Search the material for the string "claude", then return every line where it is found.

——

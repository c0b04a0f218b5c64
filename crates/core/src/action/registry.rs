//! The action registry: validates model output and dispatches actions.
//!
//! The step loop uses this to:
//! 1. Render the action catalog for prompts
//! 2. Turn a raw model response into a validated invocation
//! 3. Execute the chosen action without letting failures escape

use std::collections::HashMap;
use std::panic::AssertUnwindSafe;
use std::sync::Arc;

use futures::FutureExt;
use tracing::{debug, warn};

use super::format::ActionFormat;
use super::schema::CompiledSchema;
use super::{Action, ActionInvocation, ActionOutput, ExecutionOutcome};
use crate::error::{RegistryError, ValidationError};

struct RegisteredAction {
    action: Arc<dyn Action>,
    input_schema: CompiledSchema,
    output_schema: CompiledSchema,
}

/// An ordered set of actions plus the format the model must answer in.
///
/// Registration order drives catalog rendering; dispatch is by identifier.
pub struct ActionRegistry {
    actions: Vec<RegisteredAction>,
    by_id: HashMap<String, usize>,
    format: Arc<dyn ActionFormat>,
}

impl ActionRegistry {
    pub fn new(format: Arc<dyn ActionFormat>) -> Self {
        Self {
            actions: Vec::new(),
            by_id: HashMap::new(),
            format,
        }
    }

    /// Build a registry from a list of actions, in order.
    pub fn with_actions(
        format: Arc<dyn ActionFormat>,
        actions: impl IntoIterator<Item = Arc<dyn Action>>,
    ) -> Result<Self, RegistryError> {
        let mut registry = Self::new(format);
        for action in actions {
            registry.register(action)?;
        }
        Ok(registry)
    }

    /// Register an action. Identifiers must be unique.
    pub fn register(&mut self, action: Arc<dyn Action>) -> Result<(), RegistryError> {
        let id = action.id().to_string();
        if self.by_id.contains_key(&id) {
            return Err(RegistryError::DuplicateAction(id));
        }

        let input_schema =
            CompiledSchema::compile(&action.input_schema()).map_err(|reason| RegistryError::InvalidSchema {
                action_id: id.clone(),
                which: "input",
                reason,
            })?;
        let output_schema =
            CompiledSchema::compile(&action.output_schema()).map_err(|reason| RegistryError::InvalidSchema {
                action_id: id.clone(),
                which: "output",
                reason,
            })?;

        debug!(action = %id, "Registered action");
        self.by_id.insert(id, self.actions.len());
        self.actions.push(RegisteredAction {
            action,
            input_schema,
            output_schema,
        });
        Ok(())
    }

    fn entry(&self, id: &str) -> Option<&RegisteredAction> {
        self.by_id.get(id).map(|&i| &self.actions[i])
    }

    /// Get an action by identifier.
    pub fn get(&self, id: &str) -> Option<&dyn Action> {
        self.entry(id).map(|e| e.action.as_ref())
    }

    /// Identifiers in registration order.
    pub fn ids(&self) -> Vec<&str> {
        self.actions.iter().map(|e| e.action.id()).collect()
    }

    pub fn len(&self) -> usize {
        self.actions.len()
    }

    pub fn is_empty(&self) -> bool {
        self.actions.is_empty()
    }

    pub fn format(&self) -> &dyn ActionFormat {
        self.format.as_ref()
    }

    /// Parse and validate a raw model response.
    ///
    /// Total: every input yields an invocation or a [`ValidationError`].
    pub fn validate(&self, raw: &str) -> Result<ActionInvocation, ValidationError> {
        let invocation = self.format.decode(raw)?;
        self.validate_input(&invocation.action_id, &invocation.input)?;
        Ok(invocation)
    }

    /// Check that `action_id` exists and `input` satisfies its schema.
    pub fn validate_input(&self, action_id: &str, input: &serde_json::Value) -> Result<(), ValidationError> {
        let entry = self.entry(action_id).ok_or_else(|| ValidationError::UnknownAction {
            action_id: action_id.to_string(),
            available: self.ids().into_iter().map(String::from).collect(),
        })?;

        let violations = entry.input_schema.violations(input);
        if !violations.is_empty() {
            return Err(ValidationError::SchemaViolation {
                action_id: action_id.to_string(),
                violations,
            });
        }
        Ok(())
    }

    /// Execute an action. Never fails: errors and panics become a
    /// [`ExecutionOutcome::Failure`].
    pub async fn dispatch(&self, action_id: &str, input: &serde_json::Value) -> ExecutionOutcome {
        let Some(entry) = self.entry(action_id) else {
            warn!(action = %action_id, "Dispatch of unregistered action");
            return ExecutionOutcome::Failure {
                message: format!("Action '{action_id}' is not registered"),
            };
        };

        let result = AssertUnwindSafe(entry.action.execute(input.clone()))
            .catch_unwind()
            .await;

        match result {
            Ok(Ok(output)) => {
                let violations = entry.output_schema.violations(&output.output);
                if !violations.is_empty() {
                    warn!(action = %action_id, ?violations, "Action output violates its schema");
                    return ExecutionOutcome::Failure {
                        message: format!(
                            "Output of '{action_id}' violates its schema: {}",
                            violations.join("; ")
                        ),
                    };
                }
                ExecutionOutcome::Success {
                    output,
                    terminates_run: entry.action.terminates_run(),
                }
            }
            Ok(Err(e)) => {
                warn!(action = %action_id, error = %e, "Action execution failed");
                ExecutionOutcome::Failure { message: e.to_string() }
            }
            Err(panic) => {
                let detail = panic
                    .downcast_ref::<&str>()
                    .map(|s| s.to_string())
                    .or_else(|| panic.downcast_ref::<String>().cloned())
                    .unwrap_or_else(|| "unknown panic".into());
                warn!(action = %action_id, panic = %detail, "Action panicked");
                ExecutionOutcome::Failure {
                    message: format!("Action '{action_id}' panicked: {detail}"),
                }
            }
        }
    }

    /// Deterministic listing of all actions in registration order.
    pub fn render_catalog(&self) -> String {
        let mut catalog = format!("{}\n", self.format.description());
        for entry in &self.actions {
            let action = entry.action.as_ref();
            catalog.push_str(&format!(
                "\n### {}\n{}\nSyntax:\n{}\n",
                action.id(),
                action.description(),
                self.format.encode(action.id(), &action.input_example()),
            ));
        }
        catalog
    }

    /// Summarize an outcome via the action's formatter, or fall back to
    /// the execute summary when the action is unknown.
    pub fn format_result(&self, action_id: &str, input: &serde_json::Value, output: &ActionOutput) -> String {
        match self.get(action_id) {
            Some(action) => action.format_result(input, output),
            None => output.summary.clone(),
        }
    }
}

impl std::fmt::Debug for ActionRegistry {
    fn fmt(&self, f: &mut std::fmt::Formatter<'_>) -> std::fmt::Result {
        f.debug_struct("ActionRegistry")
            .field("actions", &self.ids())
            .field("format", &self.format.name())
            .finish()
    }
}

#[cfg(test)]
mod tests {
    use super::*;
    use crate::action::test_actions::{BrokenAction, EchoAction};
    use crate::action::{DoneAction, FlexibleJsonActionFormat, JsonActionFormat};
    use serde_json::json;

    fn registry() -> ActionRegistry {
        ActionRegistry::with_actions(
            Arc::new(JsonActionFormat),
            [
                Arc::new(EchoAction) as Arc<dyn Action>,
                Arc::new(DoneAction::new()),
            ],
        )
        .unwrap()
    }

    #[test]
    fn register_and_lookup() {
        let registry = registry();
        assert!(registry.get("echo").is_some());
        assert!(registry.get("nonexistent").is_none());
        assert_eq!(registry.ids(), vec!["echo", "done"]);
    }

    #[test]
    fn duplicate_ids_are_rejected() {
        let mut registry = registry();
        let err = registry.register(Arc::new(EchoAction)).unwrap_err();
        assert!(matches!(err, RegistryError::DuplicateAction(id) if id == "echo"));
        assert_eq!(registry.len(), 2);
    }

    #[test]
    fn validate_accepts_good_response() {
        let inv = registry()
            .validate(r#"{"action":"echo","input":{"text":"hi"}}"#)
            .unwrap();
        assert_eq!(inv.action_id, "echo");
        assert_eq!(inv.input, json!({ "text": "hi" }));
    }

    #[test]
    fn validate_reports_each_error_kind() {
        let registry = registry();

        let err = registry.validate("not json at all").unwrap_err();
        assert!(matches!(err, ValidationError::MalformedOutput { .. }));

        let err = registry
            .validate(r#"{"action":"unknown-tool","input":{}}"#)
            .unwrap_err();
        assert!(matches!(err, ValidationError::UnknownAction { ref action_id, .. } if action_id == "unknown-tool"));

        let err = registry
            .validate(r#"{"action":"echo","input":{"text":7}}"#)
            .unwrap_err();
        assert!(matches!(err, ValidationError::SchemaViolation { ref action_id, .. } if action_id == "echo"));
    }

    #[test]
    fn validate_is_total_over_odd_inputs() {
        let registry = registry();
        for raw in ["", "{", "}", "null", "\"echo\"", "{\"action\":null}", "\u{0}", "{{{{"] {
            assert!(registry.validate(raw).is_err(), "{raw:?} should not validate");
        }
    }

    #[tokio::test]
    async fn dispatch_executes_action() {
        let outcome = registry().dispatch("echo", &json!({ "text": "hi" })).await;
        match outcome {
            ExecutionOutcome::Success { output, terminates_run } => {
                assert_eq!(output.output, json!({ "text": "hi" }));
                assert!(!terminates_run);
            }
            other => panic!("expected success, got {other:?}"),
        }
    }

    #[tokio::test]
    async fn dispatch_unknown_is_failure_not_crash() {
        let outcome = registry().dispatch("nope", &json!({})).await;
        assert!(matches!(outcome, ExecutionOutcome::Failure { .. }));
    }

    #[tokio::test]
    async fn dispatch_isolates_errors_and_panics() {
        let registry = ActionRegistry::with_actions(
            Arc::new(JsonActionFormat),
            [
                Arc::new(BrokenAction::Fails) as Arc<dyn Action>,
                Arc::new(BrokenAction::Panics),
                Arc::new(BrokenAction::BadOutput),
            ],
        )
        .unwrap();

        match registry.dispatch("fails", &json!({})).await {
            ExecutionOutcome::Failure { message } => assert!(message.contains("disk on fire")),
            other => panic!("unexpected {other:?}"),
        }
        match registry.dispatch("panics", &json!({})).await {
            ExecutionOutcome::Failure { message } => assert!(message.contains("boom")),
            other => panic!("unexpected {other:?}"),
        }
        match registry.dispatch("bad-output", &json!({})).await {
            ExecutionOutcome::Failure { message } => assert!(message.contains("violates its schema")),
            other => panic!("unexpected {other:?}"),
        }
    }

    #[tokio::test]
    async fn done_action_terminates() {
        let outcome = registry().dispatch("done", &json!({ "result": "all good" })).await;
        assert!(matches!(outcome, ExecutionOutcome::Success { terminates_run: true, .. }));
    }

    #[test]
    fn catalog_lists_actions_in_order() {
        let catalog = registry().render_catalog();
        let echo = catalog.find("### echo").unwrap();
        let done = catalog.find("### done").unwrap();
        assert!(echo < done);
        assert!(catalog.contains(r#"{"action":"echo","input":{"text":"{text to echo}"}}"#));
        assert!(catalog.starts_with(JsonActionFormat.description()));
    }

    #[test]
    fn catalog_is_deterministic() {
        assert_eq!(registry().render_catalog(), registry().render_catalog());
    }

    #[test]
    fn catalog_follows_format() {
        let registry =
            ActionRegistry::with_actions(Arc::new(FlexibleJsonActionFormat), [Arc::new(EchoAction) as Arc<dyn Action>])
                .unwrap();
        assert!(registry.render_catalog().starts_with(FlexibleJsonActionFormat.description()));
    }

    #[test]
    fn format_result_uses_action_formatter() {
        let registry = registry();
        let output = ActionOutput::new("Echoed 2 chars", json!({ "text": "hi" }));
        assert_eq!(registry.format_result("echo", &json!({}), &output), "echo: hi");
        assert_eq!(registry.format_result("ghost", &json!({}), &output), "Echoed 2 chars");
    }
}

——

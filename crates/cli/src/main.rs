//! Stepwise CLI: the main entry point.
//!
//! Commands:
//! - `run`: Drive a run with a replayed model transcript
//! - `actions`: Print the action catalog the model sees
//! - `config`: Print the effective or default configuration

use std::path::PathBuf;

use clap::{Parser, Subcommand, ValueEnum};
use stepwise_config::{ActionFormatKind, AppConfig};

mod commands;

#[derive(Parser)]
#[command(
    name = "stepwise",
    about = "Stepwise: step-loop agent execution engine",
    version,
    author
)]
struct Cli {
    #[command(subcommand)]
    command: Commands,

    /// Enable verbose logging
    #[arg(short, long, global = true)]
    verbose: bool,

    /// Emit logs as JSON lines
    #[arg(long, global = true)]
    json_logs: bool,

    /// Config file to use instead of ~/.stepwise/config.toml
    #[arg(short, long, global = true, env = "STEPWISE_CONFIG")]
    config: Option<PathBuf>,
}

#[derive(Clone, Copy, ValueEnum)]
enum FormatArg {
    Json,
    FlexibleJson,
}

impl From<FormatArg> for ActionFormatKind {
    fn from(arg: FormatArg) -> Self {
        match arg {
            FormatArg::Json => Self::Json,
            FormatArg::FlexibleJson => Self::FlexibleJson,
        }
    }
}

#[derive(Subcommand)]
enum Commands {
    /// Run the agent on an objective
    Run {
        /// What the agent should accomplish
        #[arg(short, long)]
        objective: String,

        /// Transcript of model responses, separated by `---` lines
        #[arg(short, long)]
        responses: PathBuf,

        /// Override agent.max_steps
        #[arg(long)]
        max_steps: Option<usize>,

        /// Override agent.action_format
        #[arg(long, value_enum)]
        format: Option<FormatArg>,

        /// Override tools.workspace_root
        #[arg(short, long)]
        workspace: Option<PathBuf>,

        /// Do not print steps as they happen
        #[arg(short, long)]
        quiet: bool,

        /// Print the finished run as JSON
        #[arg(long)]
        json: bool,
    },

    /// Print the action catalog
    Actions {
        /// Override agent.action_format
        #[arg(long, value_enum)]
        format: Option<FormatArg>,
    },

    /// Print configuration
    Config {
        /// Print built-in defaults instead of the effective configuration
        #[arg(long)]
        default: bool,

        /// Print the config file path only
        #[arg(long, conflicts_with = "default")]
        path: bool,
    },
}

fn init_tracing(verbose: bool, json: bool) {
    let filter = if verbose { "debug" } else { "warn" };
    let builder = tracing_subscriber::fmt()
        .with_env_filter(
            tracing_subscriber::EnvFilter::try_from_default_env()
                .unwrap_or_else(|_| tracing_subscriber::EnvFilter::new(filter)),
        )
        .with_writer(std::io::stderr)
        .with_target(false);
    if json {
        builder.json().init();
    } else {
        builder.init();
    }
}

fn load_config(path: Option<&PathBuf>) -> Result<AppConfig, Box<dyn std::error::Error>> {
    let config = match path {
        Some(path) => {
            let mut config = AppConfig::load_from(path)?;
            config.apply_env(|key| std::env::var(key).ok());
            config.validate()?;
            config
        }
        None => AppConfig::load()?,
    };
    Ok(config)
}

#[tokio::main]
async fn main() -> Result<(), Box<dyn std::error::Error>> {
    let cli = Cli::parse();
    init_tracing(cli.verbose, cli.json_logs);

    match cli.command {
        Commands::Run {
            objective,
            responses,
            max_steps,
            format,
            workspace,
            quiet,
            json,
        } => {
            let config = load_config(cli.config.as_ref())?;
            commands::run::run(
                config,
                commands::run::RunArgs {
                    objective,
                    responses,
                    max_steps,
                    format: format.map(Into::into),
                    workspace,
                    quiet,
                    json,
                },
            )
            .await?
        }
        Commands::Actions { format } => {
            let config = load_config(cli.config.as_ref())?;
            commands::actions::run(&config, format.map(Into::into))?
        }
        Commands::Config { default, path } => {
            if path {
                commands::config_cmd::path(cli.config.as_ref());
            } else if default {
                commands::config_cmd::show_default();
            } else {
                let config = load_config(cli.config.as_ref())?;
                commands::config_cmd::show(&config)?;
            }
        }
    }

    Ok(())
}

——

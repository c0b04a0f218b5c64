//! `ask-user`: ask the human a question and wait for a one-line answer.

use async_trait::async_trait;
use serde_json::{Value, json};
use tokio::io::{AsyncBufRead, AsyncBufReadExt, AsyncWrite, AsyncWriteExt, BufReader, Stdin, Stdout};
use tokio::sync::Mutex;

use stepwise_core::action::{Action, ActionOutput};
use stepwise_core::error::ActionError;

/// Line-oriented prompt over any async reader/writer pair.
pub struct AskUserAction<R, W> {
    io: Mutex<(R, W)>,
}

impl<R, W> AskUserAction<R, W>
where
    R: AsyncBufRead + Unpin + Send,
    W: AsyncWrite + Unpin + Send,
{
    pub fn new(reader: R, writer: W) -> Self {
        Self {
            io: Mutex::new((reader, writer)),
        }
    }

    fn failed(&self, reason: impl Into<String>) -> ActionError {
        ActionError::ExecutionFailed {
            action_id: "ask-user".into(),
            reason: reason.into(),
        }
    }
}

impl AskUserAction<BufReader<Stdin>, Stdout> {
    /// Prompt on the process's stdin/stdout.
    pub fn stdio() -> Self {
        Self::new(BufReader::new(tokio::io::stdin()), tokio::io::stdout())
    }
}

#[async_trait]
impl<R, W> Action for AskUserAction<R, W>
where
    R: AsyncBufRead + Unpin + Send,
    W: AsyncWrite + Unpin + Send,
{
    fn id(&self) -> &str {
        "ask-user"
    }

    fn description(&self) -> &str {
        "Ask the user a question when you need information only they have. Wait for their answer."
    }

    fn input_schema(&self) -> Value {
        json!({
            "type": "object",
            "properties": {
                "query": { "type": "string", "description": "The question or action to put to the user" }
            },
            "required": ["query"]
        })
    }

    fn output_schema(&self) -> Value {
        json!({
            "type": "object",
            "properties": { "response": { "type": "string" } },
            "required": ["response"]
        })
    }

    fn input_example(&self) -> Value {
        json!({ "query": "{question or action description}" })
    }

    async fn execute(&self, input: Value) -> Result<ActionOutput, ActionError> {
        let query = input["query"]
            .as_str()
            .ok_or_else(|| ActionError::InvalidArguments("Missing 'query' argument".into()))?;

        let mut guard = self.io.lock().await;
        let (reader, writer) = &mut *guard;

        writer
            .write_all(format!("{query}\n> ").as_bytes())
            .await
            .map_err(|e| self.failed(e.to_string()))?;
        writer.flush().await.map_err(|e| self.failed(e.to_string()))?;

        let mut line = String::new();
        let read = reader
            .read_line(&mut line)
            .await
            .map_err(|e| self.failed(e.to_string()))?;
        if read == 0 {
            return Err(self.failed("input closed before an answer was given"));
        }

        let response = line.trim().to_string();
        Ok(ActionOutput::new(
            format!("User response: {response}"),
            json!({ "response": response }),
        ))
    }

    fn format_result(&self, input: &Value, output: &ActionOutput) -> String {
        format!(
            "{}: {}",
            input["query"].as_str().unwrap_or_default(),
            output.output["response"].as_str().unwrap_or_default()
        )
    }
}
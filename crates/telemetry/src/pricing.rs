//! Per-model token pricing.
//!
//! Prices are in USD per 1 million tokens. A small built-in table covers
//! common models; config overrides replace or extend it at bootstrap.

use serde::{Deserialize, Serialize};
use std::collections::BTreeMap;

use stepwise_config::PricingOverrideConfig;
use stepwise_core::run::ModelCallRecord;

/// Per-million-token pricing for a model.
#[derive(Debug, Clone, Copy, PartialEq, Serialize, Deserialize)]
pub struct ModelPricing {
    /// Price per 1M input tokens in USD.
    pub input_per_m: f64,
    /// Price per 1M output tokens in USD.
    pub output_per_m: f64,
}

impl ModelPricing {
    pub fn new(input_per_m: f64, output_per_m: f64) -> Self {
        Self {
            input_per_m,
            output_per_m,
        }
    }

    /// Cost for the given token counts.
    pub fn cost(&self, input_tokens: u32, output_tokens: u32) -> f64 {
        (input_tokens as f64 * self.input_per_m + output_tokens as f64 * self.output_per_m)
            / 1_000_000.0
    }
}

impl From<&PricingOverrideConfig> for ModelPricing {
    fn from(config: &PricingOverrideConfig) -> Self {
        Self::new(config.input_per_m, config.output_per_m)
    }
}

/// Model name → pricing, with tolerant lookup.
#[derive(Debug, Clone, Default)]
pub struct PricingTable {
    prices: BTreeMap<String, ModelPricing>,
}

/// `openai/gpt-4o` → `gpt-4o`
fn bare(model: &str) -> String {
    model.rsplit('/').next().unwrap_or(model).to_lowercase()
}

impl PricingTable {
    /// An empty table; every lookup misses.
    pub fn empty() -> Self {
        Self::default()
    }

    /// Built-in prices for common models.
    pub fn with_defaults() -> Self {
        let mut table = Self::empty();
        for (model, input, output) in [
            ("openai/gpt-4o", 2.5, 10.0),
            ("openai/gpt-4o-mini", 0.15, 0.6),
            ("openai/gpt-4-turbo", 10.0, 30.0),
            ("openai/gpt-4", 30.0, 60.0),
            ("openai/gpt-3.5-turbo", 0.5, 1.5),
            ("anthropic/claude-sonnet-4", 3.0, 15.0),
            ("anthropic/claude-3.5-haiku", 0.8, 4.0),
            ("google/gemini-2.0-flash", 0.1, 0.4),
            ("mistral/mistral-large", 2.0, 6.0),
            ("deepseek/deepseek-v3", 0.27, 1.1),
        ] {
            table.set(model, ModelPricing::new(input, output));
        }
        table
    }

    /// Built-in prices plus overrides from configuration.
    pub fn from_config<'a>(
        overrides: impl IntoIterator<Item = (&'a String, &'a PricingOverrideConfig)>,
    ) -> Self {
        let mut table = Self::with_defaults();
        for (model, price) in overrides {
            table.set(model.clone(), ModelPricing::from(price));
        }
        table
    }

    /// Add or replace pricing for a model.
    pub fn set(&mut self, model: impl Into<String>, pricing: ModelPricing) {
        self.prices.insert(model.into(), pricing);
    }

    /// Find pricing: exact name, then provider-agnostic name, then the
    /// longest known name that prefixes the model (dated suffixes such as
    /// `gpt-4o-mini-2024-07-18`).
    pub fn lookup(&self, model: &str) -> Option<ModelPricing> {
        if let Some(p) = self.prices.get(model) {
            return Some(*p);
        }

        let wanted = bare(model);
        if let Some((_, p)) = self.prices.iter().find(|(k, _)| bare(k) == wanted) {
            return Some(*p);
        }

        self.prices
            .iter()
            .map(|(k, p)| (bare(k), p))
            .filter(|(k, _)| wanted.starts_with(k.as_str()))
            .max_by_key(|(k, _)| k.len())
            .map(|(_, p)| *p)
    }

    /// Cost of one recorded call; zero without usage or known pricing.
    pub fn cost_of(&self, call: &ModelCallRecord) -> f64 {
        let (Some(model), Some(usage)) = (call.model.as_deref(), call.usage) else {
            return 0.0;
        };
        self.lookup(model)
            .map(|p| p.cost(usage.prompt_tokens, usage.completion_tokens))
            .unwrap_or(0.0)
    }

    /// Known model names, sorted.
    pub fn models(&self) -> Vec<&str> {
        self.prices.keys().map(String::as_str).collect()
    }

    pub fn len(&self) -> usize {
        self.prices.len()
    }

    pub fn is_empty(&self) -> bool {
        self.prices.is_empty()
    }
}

——

*Answer space*:
            ("anthropic/claude-sonnet-4", 3.0, 15.0),
            ("anthropic/claude-3.5-haiku", 0.8, 4.0),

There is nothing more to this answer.